> [What you should do]: The records must be returned word for word.

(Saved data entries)
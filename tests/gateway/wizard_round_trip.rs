use crate::recording_gateway::{GatewayTestServer, RecordingMailer};
use chrono::NaiveDate;
use rendezvous::storage::LocalStore;
use rendezvous::transport::submit::HttpSubmitter;
use rendezvous::wizard::{
    Availability, Dish, Excitement, Field, MovieChoice, TimeSlot, WizardController,
    load_saved_answers, spawn_completion_observer,
};
use std::sync::Arc;
use std::time::Duration;
use tempfile::TempDir;
use tokio::sync::mpsc;

#[tokio::test]
async fn finishing_the_wizard_saves_and_emails_once() {
    let mailer = Arc::new(RecordingMailer::default());
    let server = GatewayTestServer::start(Some(mailer.clone())).await;
    let workspace = TempDir::new().expect("temp workspace should be created");

    let store = LocalStore::open(workspace.path().join("local_storage.json"));
    let submitter = HttpSubmitter::new(&server.base_url(), Duration::from_secs(5))
        .expect("submitter should build");
    let (tx, rx) = mpsc::unbounded_channel();
    let observer = spawn_completion_observer(rx, store.clone(), Arc::new(submitter));

    let mut wizard = WizardController::with_completion_channel(tx);
    assert_eq!(wizard.respond(Availability::Yes), 1);
    wizard.set(Field::Date(NaiveDate::from_ymd_opt(2024, 6, 1).expect("valid date")));
    wizard.set(Field::Time(TimeSlot::new(20).expect("valid hour")));
    assert_eq!(wizard.proceed(), Ok(2));
    wizard.toggle_food(Dish::ChickenShawarma);
    assert_eq!(wizard.proceed(), Ok(3));
    assert_eq!(
        wizard.choose_movie(&MovieChoice::SomethingElse("  Before Sunrise ".into())),
        4
    );
    wizard.set(Field::Excitement(Excitement::from_slider(93.0)));
    assert_eq!(wizard.proceed(), Ok(5));

    // Further input after the summary changes nothing.
    wizard.advance(Field::Movie("Titanic".into()));
    assert!(wizard.proceed().is_err());
    let finished = wizard.record().clone();
    drop(wizard);

    let report = tokio::time::timeout(Duration::from_secs(10), observer)
        .await
        .expect("observer should finish")
        .expect("observer should not panic");
    assert_eq!(report.persisted, 1);
    assert_eq!(report.submitted, 1);

    let saved = load_saved_answers(&store)
        .expect("store should read")
        .expect("answers should be saved");
    assert_eq!(saved, finished);
    assert_eq!(saved.movie, "Before Sunrise");
    assert_eq!(saved.excitement.value(), 100);

    let sent = mailer.sent();
    assert_eq!(sent.len(), 1);
    assert!(sent[0].html.contains("Movie: Before Sunrise"));
    assert!(sent[0].html.contains("Food: Chicken Shawarma"));
}

#[tokio::test]
async fn gateway_failure_still_leaves_answers_on_disk() {
    let server = GatewayTestServer::start(None).await;
    let workspace = TempDir::new().expect("temp workspace should be created");

    let store = LocalStore::open(workspace.path().join("nested").join("local_storage.json"));
    let submitter = HttpSubmitter::new(&server.base_url(), Duration::from_secs(5))
        .expect("submitter should build");
    let (tx, rx) = mpsc::unbounded_channel();
    let observer = spawn_completion_observer(rx, store.clone(), Arc::new(submitter));

    let mut wizard = WizardController::with_completion_channel(tx);
    wizard.respond(Availability::No);
    wizard.set(Field::Date(NaiveDate::from_ymd_opt(2025, 2, 14).expect("valid date")));
    wizard.set(Field::Time(TimeSlot::new(9).expect("valid hour")));
    wizard.proceed().expect("schedule gate should open");
    wizard.toggle_food(Dish::Lasagna);
    wizard.proceed().expect("food gate should open");
    wizard.choose_movie(&MovieChoice::Listed("La La Land"));
    wizard.proceed().expect("excitement has no gate");
    drop(wizard);

    let report = observer.await.expect("observer should not panic");
    assert_eq!(report.failed, 1);
    assert_eq!(report.submitted, 0);

    let saved = load_saved_answers(&store)
        .expect("store should read")
        .expect("answers should be saved");
    assert_eq!(saved.is_available, Some(true));
    assert_eq!(saved.time.map(|t| t.label()).as_deref(), Some("09:00"));
}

> [Answer box]:
filename tests/gateway/wizard_round_trip.rs
use crate::recording_gateway::{GatewayTestServer, RecordingMailer};
use chrono::NaiveDate;
use rendezvous::storage::LocalStore;
use rendezvous::transport::submit::HttpSubmitter;
use rendezvous::wizard::{
    Availability, Dish, Excitement, Field, MovieChoice, TimeSlot, WizardController,
    load_saved_answers, spawn_completion_observer,
};
use std::sync::Arc;
use std::time::Duration;
use tempfile::TempDir;
use tokio::sync::mpsc;

#[tokio::test]
async fn finishing_the_wizard_saves_and_emails_once() {
    let mailer = Arc::new(RecordingMailer::default());
    let server = GatewayTestServer::start(Some(mailer.clone())).await;
    let workspace = TempDir::new().expect("temp workspace should be created");

    let store = LocalStore::open(workspace.path().join("local_storage.json"));
    let submitter = HttpSubmitter::new(&server.base_url(), Duration::from_secs(5))
        .expect("submitter should build");
    let (tx, rx) = mpsc::unbounded_channel();
    let observer = spawn_completion_observer(rx, store.clone(), Arc::new(submitter));

    let mut wizard = WizardController::with_completion_channel(tx);
    assert_eq!(wizard.respond(Availability::Yes), 1);
    wizard.set(Field::Date(NaiveDate::from_ymd_opt(2024, 6, 1).expect("valid date")));
    wizard.set(Field::Time(TimeSlot::new(20).expect("valid hour")));
    assert_eq!(wizard.proceed(), Ok(2));
    wizard.toggle_food(Dish::ChickenShawarma);
    assert_eq!(wizard.proceed(), Ok(3));
    assert_eq!(
        wizard.choose_movie(&MovieChoice::SomethingElse("  Before Sunrise ".into())),
        4
    );
    wizard.set(Field::Excitement(Excitement::from_slider(93.0)));
    assert_eq!(wizard.proceed(), Ok(5));

    // Further input after the summary changes nothing.
    wizard.advance(Field::Movie("Titanic".into()));
    assert!(wizard.proceed().is_err());
    let finished = wizard.record().clone();
    drop(wizard);

    let report = tokio::time::timeout(Duration::from_secs(10), observer)
        .await
        .expect("observer should finish")
        .expect("observer should not panic");
    assert_eq!(report.persisted, 1);
    assert_eq!(report.submitted, 1);

    let saved = load_saved_answers(&store)
        .expect("store should read")
        .expect("answers should be saved");
    assert_eq!(saved, finished);
    assert_eq!(saved.movie, "Before Sunrise");
    assert_eq!(saved.excitement.value(), 100);

    let sent = mailer.sent();
    assert_eq!(sent.len(), 1);
    assert!(sent[0].html.contains("Movie: Before Sunrise"));
    assert!(sent[0].html.contains("Food: Chicken Shawarma"));
}

#[tokio::test]
async fn gateway_failure_still_leaves_answers_on_disk() {
    let server = GatewayTestServer::start(None).await;
    let workspace = TempDir::new().expect("temp workspace should be created");

    let store = LocalStore::open(workspace.path().join("nested").join("local_storage.json"));
    let submitter = HttpSubmitter::new(&server.base_url(), Duration::from_secs(5))
        .expect("submitter should build");
    let (tx, rx) = mpsc::unbounded_channel();
    let observer = spawn_completion_observer(rx, store.clone(), Arc::new(submitter));

    let mut wizard = WizardController::with_completion_channel(tx);
    wizard.respond(Availability::No);
    wizard.set(Field::Date(NaiveDate::from_ymd_opt(2025, 2, 14).expect("valid date")));
    wizard.set(Field::Time(TimeSlot::new(9).expect("valid hour")));
    wizard.proceed().expect("schedule gate should open");
    wizard.toggle_food(Dish::Lasagna);
    wizard.proceed().expect("food gate should open");
    wizard.choose_movie(&MovieChoice::Listed("La La Land"));
    wizard.proceed().expect("excitement has no gate");
    drop(wizard);

    let report = observer.await.expect("observer should not panic");
    assert_eq!(report.failed, 1);
    assert_eq!(report.submitted, 0);

    let saved = load_saved_answers(&store)
        .expect("store should read")
        .expect("answers should be saved");
    assert_eq!(saved.is_available, Some(true));
    assert_eq!(saved.time.map(|t| t.label()).as_deref(), Some("09:00"));
}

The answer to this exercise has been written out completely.